#### Saved data entries

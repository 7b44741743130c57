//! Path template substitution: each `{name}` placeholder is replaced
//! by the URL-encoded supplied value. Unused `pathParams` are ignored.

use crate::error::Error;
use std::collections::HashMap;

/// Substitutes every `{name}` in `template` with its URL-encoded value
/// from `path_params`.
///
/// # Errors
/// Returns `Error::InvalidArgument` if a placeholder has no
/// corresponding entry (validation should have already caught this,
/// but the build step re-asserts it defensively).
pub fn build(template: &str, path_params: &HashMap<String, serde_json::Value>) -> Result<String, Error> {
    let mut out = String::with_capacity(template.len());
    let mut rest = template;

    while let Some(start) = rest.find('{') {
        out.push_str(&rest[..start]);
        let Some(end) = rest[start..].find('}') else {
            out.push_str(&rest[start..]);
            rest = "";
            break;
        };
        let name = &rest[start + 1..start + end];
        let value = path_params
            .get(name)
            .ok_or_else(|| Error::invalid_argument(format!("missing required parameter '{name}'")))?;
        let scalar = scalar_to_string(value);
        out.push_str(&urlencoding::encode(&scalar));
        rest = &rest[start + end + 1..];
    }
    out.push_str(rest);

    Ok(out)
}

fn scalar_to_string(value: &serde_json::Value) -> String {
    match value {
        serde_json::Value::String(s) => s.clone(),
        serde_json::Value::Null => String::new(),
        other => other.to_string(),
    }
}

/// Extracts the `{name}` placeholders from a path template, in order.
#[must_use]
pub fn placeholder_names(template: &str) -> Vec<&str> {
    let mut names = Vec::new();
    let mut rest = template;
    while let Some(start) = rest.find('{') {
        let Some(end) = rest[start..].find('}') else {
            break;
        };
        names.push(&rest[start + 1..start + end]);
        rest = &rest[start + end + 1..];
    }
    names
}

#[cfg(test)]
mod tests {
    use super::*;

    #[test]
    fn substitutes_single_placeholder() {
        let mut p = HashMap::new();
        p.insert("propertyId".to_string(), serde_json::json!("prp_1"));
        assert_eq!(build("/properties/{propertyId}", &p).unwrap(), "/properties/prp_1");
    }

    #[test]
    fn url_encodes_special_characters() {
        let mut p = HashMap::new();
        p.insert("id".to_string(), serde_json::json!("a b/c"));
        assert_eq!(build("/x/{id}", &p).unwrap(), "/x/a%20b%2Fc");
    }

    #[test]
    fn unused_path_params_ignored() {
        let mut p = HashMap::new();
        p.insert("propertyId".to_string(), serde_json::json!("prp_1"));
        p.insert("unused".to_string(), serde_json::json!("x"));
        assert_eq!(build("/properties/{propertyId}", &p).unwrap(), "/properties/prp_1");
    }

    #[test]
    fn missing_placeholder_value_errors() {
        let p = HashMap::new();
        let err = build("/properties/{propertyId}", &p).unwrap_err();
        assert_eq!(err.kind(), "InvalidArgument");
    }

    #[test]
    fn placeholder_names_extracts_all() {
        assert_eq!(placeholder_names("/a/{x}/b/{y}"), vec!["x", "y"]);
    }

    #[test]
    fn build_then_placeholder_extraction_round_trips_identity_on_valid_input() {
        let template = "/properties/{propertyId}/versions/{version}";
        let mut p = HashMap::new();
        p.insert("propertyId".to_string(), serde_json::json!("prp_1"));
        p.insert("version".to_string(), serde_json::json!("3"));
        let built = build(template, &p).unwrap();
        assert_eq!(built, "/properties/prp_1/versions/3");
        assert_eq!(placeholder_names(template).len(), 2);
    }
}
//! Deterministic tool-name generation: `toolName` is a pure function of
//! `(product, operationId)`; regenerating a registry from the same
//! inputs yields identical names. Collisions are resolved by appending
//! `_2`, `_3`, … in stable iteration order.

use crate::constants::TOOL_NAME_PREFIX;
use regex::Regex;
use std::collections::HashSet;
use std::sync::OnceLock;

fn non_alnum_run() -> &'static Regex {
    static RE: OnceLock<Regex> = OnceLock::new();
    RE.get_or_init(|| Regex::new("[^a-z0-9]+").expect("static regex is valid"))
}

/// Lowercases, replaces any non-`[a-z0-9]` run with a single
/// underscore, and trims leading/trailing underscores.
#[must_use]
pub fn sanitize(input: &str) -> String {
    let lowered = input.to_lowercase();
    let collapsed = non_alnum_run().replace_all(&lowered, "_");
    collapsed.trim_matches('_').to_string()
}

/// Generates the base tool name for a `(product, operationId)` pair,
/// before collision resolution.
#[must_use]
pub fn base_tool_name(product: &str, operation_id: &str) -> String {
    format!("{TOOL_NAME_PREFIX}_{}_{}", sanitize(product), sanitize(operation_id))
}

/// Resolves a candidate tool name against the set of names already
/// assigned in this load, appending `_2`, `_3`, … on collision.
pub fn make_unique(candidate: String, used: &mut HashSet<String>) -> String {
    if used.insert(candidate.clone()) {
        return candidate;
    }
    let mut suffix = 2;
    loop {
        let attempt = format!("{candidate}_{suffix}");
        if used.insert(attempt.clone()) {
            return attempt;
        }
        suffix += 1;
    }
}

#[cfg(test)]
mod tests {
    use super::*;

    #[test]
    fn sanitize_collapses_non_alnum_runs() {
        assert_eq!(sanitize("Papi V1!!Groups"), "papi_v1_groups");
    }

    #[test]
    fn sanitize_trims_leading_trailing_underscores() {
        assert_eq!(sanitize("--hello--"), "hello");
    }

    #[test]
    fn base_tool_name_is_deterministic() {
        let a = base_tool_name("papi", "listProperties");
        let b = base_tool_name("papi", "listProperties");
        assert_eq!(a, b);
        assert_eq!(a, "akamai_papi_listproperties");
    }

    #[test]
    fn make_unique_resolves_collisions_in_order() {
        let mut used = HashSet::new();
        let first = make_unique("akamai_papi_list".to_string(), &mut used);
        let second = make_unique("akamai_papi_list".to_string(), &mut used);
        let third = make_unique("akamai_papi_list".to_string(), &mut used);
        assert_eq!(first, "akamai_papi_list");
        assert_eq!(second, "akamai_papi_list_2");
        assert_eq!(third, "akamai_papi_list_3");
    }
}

#### WHAT YOU SHOULD DO
Report the total of lines above containing the string "second", and write nothing besides it.

#### WRITTEN SOLUTION
2